── EXCERPTED RECORDS

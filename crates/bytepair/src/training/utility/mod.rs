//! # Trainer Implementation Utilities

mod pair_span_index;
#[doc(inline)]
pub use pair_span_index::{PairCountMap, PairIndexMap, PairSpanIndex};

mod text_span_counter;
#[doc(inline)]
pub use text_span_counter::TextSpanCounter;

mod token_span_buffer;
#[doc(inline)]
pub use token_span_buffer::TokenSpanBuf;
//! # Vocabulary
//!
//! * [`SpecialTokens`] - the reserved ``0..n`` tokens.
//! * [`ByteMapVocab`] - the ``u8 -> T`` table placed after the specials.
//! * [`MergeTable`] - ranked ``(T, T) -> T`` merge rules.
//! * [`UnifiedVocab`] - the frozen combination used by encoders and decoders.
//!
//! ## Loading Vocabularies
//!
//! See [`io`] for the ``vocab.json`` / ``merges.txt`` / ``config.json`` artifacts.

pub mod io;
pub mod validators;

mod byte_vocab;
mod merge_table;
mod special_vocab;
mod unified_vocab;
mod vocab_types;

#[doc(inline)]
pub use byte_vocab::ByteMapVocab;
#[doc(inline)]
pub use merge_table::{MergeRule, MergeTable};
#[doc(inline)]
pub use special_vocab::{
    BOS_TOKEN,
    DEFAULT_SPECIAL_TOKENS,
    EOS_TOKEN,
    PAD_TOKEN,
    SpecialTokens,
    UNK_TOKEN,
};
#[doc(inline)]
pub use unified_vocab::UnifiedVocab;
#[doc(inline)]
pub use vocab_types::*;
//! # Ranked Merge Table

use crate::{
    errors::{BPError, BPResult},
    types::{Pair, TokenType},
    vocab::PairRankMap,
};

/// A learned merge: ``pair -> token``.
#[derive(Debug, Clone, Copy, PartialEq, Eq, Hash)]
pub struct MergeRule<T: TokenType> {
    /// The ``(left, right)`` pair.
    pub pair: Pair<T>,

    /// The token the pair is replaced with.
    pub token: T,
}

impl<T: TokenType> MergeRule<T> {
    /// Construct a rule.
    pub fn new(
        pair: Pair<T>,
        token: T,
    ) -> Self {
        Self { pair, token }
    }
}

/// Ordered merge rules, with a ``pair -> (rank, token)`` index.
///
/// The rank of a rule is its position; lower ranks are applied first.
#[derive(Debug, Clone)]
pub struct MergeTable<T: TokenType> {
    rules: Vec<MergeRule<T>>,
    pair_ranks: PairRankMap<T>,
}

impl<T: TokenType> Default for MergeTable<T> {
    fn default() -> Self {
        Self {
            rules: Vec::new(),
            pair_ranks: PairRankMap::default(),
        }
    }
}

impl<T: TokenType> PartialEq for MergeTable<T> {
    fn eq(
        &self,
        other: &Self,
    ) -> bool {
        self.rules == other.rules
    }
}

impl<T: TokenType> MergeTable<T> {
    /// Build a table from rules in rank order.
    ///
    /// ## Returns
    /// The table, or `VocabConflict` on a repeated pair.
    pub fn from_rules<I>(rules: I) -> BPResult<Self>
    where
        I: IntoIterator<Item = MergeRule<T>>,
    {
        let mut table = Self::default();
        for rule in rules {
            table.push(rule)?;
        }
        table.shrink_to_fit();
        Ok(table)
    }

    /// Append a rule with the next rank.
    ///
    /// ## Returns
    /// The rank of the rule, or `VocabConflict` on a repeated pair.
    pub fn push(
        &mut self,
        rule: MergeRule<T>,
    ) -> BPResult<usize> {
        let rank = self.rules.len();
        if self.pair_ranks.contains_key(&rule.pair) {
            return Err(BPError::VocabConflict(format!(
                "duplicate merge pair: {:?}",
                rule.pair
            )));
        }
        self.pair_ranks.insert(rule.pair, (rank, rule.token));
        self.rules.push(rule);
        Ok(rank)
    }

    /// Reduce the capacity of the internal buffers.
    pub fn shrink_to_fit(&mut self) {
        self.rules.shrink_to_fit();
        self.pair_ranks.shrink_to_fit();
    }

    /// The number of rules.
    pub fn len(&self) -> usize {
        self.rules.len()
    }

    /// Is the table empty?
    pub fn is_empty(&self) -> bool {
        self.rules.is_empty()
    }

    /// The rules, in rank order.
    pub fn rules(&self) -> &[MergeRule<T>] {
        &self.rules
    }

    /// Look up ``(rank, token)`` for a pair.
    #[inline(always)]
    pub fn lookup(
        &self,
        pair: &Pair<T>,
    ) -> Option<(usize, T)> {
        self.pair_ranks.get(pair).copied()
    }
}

────
── EXCERPTED RECORDS

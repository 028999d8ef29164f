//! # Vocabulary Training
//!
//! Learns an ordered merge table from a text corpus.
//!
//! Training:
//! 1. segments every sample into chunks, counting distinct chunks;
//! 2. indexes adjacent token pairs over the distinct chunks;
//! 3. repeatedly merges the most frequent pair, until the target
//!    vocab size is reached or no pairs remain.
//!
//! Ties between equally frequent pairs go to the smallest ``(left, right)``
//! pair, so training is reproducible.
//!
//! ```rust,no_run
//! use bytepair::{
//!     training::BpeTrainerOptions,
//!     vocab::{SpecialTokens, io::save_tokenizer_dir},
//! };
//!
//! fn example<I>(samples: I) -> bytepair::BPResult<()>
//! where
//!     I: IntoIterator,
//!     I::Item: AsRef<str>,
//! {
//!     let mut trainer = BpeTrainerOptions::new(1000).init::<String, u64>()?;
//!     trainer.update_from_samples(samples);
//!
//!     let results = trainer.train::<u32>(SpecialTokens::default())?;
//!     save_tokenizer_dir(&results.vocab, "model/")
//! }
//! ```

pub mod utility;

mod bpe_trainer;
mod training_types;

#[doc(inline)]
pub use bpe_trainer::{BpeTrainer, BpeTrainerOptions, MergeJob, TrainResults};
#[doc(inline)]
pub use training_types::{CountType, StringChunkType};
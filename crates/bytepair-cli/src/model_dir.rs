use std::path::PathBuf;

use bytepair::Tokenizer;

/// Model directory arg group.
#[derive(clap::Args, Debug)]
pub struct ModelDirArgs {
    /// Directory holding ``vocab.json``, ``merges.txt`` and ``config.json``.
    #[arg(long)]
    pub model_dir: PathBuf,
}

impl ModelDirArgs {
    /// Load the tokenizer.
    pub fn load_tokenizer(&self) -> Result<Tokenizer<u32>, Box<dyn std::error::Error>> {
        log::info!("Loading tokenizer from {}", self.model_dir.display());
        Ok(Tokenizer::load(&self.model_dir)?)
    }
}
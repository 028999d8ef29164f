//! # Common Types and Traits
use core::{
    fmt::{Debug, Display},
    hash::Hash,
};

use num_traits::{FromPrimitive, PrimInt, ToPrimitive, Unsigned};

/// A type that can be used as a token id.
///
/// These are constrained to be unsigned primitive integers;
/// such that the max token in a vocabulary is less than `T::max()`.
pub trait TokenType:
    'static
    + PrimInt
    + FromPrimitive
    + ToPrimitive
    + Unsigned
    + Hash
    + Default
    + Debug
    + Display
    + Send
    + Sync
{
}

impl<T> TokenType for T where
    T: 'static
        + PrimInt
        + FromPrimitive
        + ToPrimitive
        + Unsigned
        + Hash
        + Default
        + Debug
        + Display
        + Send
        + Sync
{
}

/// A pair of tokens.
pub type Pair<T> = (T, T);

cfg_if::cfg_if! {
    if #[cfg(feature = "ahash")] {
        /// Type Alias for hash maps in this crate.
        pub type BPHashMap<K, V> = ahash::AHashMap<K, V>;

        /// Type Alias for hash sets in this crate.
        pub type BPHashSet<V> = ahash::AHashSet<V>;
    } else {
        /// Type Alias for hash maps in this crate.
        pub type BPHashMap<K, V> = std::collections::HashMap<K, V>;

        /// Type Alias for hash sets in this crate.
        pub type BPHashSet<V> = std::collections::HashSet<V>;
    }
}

────

**TASK TO COMPLETE**. From the records above, pull every line that carries the word "BpeTrainerOptions".

**RESULT BELOW**.
//!     training::BpeTrainerOptions,
//!     let mut trainer = BpeTrainerOptions::new(1000).init::<String, u64>()?;
pub use bpe_trainer::{BpeTrainer, BpeTrainerOptions, MergeJob, TrainResults};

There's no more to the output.